(Stored data)
use chrono::{DateTime, Utc};
use serde::{Deserialize, Serialize};
use uuid::Uuid;

use super::enums::{NotificationKind, Role};

/// One in-app notification document, one per recipient.
#[derive(Debug, Clone, Serialize, Deserialize)]
pub struct Notification {
    pub id: Uuid,
    pub recipient_id: Uuid,
    pub recipient_role: Role,
    pub test_request_id: Option<Uuid>,
    pub kind: NotificationKind,
    pub title: String,
    pub body: String,
    pub is_read: bool,
    pub created_at: DateTime<Utc>,
}

impl Notification {
    pub fn new(
        recipient_id: Uuid,
        recipient_role: Role,
        test_request_id: Uuid,
        kind: NotificationKind,
        title: impl Into<String>,
        body: impl Into<String>,
    ) -> Self {
        Self {
            id: Uuid::new_v4(),
            recipient_id,
            recipient_role,
            test_request_id: Some(test_request_id),
            kind,
            title: title.into(),
            body: body.into(),
            is_read: false,
            created_at: Utc::now(),
        }
    }
}
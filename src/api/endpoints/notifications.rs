//! Notification feed endpoint.

use axum::extract::State;
use axum::{Extension, Json};

use crate::api::error::ApiError;
use crate::api::types::ApiContext;
use crate::db::repository::notification::list_for_recipient;
use crate::models::directory::StaffUser;
use crate::models::notification::Notification;

/// `GET /notifications` — the caller's own notifications, newest first.
pub async fn list(
    State(ctx): State<ApiContext>,
    Extension(actor): Extension<StaffUser>,
) -> Result<Json<Vec<Notification>>, ApiError> {
    let conn = ctx.core.open_db()?;
    Ok(Json(list_for_recipient(&conn, actor.id)?))
}
//! HTTP server lifecycle.
//!
//! Bind → spawn background task → return handle with shutdown channel.
//! The binary runs this in the foreground via `run`; tests can start an
//! ephemeral-port server and shut it down explicitly.

use std::net::SocketAddr;
use std::sync::Arc;

use tokio::sync::oneshot;

use crate::api::router::clinic_api_router;
use crate::core_state::AppCore;

/// Handle to a running API server.
pub struct ApiServer {
    pub addr: SocketAddr,
    shutdown_tx: Option<oneshot::Sender<()>>,
}

impl ApiServer {
    /// Shut down the server gracefully. Idempotent.
    pub fn shutdown(&mut self) {
        if let Some(tx) = self.shutdown_tx.take() {
            let _ = tx.send(());
            tracing::info!("API server shutdown signal sent");
        }
    }
}

/// Bind to the given address and serve in a background task.
pub async fn start(core: Arc<AppCore>, bind: SocketAddr) -> Result<ApiServer, String> {
    let listener = tokio::net::TcpListener::bind(bind)
        .await
        .map_err(|e| format!("Failed to bind API server: {e}"))?;
    let addr = listener
        .local_addr()
        .map_err(|e| format!("Failed to get server address: {e}"))?;

    let app = clinic_api_router(core);
    let (shutdown_tx, shutdown_rx) = oneshot::channel::<()>();

    tokio::spawn(async move {
        let shutdown_signal = async move {
            let _ = shutdown_rx.await;
            tracing::info!("API server received shutdown signal");
        };

        tracing::info!(%addr, "API server started");
        if let Err(e) = axum::serve(listener, app)
            .with_graceful_shutdown(shutdown_signal)
            .await
        {
            tracing::error!("API server error: {e}");
        }
        tracing::info!("API server stopped");
    });

    Ok(ApiServer {
        addr,
        shutdown_tx: Some(shutdown_tx),
    })
}

/// Serve in the foreground until interrupted (the binary's entrypoint).
pub async fn run(core: Arc<AppCore>, bind: SocketAddr) -> Result<(), String> {
    let listener = tokio::net::TcpListener::bind(bind)
        .await
        .map_err(|e| format!("Failed to bind API server: {e}"))?;
    tracing::info!(%bind, "serving clinic API");

    let app = clinic_api_router(core);
    axum::serve(listener, app)
        .with_graceful_shutdown(async {
            let _ = tokio::signal::ctrl_c().await;
            tracing::info!("interrupt received, shutting down");
        })
        .await
        .map_err(|e| format!("API server error: {e}"))
}
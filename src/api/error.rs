//! API error types with JSON response bodies.
//!
//! Body shape is `{ "message": ..., "error": ... }` where `error` is an
//! optional structured detail object. Guard violations carry the current
//! status and billing state so clients can self-correct.

use axum::http::StatusCode;
use axum::response::{IntoResponse, Response};
use axum::Json;
use serde::Serialize;

use crate::models::enums::{BillingStatus, TestStatus};
use crate::workflow::WorkflowError;

#[derive(Debug, Serialize)]
pub struct ErrorBody {
    pub message: String,
    #[serde(skip_serializing_if = "Option::is_none")]
    pub error: Option<serde_json::Value>,
}

#[derive(Debug, thiserror::Error)]
pub enum ApiError {
    #[error("Authentication required")]
    Unauthorized,
    #[error("Forbidden: {0}")]
    Forbidden(String),
    #[error("Not found: {0}")]
    NotFound(String),
    #[error("Invalid request: {0}")]
    BadRequest(String),
    #[error("Conflict: {0}")]
    Conflict(String),
    #[error("Invalid transition")]
    InvalidTransition {
        required: String,
        current: TestStatus,
        billing: BillingStatus,
    },
    #[error("Internal error: {0}")]
    Internal(String),
}

impl IntoResponse for ApiError {
    fn into_response(self) -> Response {
        let (status, message, detail) = match &self {
            ApiError::Unauthorized => (
                StatusCode::UNAUTHORIZED,
                "Authentication required".to_string(),
                None,
            ),
            ApiError::Forbidden(detail) => (StatusCode::FORBIDDEN, detail.clone(), None),
            ApiError::NotFound(detail) => (StatusCode::NOT_FOUND, detail.clone(), None),
            ApiError::BadRequest(detail) => (StatusCode::BAD_REQUEST, detail.clone(), None),
            ApiError::Conflict(detail) => (StatusCode::CONFLICT, detail.clone(), None),
            ApiError::InvalidTransition {
                required,
                current,
                billing,
            } => (
                StatusCode::BAD_REQUEST,
                format!("This operation requires {required}"),
                Some(serde_json::json!({
                    "required": required,
                    "current_status": current,
                    "billing_status": billing,
                })),
            ),
            ApiError::Internal(detail) => {
                tracing::error!(detail, "API internal error");
                (
                    StatusCode::INTERNAL_SERVER_ERROR,
                    "An internal error occurred".to_string(),
                    None,
                )
            }
        };

        let body = ErrorBody {
            message,
            error: detail,
        };
        (status, Json(body)).into_response()
    }
}

impl From<WorkflowError> for ApiError {
    fn from(err: WorkflowError) -> Self {
        match err {
            WorkflowError::NotFound { entity, id } => {
                ApiError::NotFound(format!("{entity} not found: {id}"))
            }
            WorkflowError::InvalidTransition {
                required,
                current,
                billing,
            } => ApiError::InvalidTransition {
                required,
                current,
                billing,
            },
            WorkflowError::Forbidden(detail) => ApiError::Forbidden(detail),
            WorkflowError::Validation(detail) => ApiError::BadRequest(detail),
            WorkflowError::Conflict(detail) => ApiError::Conflict(detail),
            WorkflowError::Database(e) => ApiError::Internal(e.to_string()),
            WorkflowError::Report(e) => ApiError::Internal(e.to_string()),
        }
    }
}

impl From<crate::db::DatabaseError> for ApiError {
    fn from(err: crate::db::DatabaseError) -> Self {
        ApiError::Internal(err.to_string())
    }
}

Your goal -
Output the records in full, keeping them exactly as they are.

Answer to the exercise -
use chrono::{DateTime, Utc};
use serde::{Deserialize, Serialize};
use uuid::Uuid;

use super::enums::{NotificationKind, Role};

/// One in-app notification document, one per recipient.
#[derive(Debug, Clone, Serialize, Deserialize)]
pub struct Notification {
    pub id: Uuid,
    pub recipient_id: Uuid,
    pub recipient_role: Role,
    pub test_request_id: Option<Uuid>,
    pub kind: NotificationKind,
    pub title: String,
    pub body: String,
    pub is_read: bool,
    pub created_at: DateTime<Utc>,
}

impl Notification {
    pub fn new(
        recipient_id: Uuid,
        recipient_role: Role,
        test_request_id: Uuid,
        kind: NotificationKind,
        title: impl Into<String>,
        body: impl Into<String>,
    ) -> Self {
        Self {
            id: Uuid::new_v4(),
            recipient_id,
            recipient_role,
            test_request_id: Some(test_request_id),
            kind,
            title: title.into(),
            body: body.into(),
            is_read: false,
            created_at: Utc::now(),
        }
    }
}
filename src/api/endpoints/notifications.rs
//! Notification feed endpoint.

use axum::extract::State;
use axum::{Extension, Json};

use crate::api::error::ApiError;
use crate::api::types::ApiContext;
use crate::db::repository::notification::list_for_recipient;
use crate::models::directory::StaffUser;
use crate::models::notification::Notification;

/// `GET /notifications` — the caller's own notifications, newest first.
pub async fn list(
    State(ctx): State<ApiContext>,
    Extension(actor): Extension<StaffUser>,
) -> Result<Json<Vec<Notification>>, ApiError> {
    let conn = ctx.core.open_db()?;
    Ok(Json(list_for_recipient(&conn, actor.id)?))
}
//! HTTP server lifecycle.
//!
//! Bind → spawn background task → return handle with shutdown channel.
//! The binary runs this in the foreground via `run`; tests can start an
//! ephemeral-port server and shut it down explicitly.

use std::net::SocketAddr;
use std::sync::Arc;

use tokio::sync::oneshot;

use crate::api::router::clinic_api_router;
use crate::core_state::AppCore;

/// Handle to a running API server.
pub struct ApiServer {
    pub addr: SocketAddr,
    shutdown_tx: Option<oneshot::Sender<()>>,
}

impl ApiServer {
    /// Shut down the server gracefully. Idempotent.
    pub fn shutdown(&mut self) {
        if let Some(tx) = self.shutdown_tx.take() {
            let _ = tx.send(());
            tracing::info!("API server shutdown signal sent");
        }
    }
}

/// Bind to the given address and serve in a background task.
pub async fn start(core: Arc<AppCore>, bind: SocketAddr) -> Result<ApiServer, String> {
    let listener = tokio::net::TcpListener::bind(bind)
        .await
        .map_err(|e| format!("Failed to bind API server: {e}"))?;
    let addr = listener
        .local_addr()
        .map_err(|e| format!("Failed to get server address: {e}"))?;

    let app = clinic_api_router(core);
    let (shutdown_tx, shutdown_rx) = oneshot::channel::<()>();

    tokio::spawn(async move {
        let shutdown_signal = async move {
            let _ = shutdown_rx.await;
            tracing::info!("API server received shutdown signal");
        };

        tracing::info!(%addr, "API server started");
        if let Err(e) = axum::serve(listener, app)
            .with_graceful_shutdown(shutdown_signal)
            .await
        {
            tracing::error!("API server error: {e}");
        }
        tracing::info!("API server stopped");
    });

    Ok(ApiServer {
        addr,
        shutdown_tx: Some(shutdown_tx),
    })
}

/// Serve in the foreground until interrupted (the binary's entrypoint).
pub async fn run(core: Arc<AppCore>, bind: SocketAddr) -> Result<(), String> {
    let listener = tokio::net::TcpListener::bind(bind)
        .await
        .map_err(|e| format!("Failed to bind API server: {e}"))?;
    tracing::info!(%bind, "serving clinic API");

    let app = clinic_api_router(core);
    axum::serve(listener, app)
        .with_graceful_shutdown(async {
            let _ = tokio::signal::ctrl_c().await;
            tracing::info!("interrupt received, shutting down");
        })
        .await
        .map_err(|e| format!("API server error: {e}"))
}
filename src/api/error.rs
//! API error types with JSON response bodies.
//!
//! Body shape is `{ "message": ..., "error": ... }` where `error` is an
//! optional structured detail object. Guard violations carry the current
//! status and billing state so clients can self-correct.

use axum::http::StatusCode;
use axum::response::{IntoResponse, Response};
use axum::Json;
use serde::Serialize;

use crate::models::enums::{BillingStatus, TestStatus};
use crate::workflow::WorkflowError;

#[derive(Debug, Serialize)]
pub struct ErrorBody {
    pub message: String,
    #[serde(skip_serializing_if = "Option::is_none")]
    pub error: Option<serde_json::Value>,
}

#[derive(Debug, thiserror::Error)]
pub enum ApiError {
    #[error("Authentication required")]
    Unauthorized,
    #[error("Forbidden: {0}")]
    Forbidden(String),
    #[error("Not found: {0}")]
    NotFound(String),
    #[error("Invalid request: {0}")]
    BadRequest(String),
    #[error("Conflict: {0}")]
    Conflict(String),
    #[error("Invalid transition")]
    InvalidTransition {
        required: String,
        current: TestStatus,
        billing: BillingStatus,
    },
    #[error("Internal error: {0}")]
    Internal(String),
}

impl IntoResponse for ApiError {
    fn into_response(self) -> Response {
        let (status, message, detail) = match &self {
            ApiError::Unauthorized => (
                StatusCode::UNAUTHORIZED,
                "Authentication required".to_string(),
                None,
            ),
            ApiError::Forbidden(detail) => (StatusCode::FORBIDDEN, detail.clone(), None),
            ApiError::NotFound(detail) => (StatusCode::NOT_FOUND, detail.clone(), None),
            ApiError::BadRequest(detail) => (StatusCode::BAD_REQUEST, detail.clone(), None),
            ApiError::Conflict(detail) => (StatusCode::CONFLICT, detail.clone(), None),
            ApiError::InvalidTransition {
                required,
                current,
                billing,
            } => (
                StatusCode::BAD_REQUEST,
                format!("This operation requires {required}"),
                Some(serde_json::json!({
                    "required": required,
                    "current_status": current,
                    "billing_status": billing,
                })),
            ),
            ApiError::Internal(detail) => {
                tracing::error!(detail, "API internal error");
                (
                    StatusCode::INTERNAL_SERVER_ERROR,
                    "An internal error occurred".to_string(),
                    None,
                )
            }
        };

        let body = ErrorBody {
            message,
            error: detail,
        };
        (status, Json(body)).into_response()
    }
}

impl From<WorkflowError> for ApiError {
    fn from(err: WorkflowError) -> Self {
        match err {
            WorkflowError::NotFound { entity, id } => {
                ApiError::NotFound(format!("{entity} not found: {id}"))
            }
            WorkflowError::InvalidTransition {
                required,
                current,
                billing,
            } => ApiError::InvalidTransition {
                required,
                current,
                billing,
            },
            WorkflowError::Forbidden(detail) => ApiError::Forbidden(detail),
            WorkflowError::Validation(detail) => ApiError::BadRequest(detail),
            WorkflowError::Conflict(detail) => ApiError::Conflict(detail),
            WorkflowError::Database(e) => ApiError::Internal(e.to_string()),
            WorkflowError::Report(e) => ApiError::Internal(e.to_string()),
        }
    }
}

impl From<crate::db::DatabaseError> for ApiError {
    fn from(err: crate::db::DatabaseError) -> Self {
        ApiError::Internal(err.to_string())
    }
}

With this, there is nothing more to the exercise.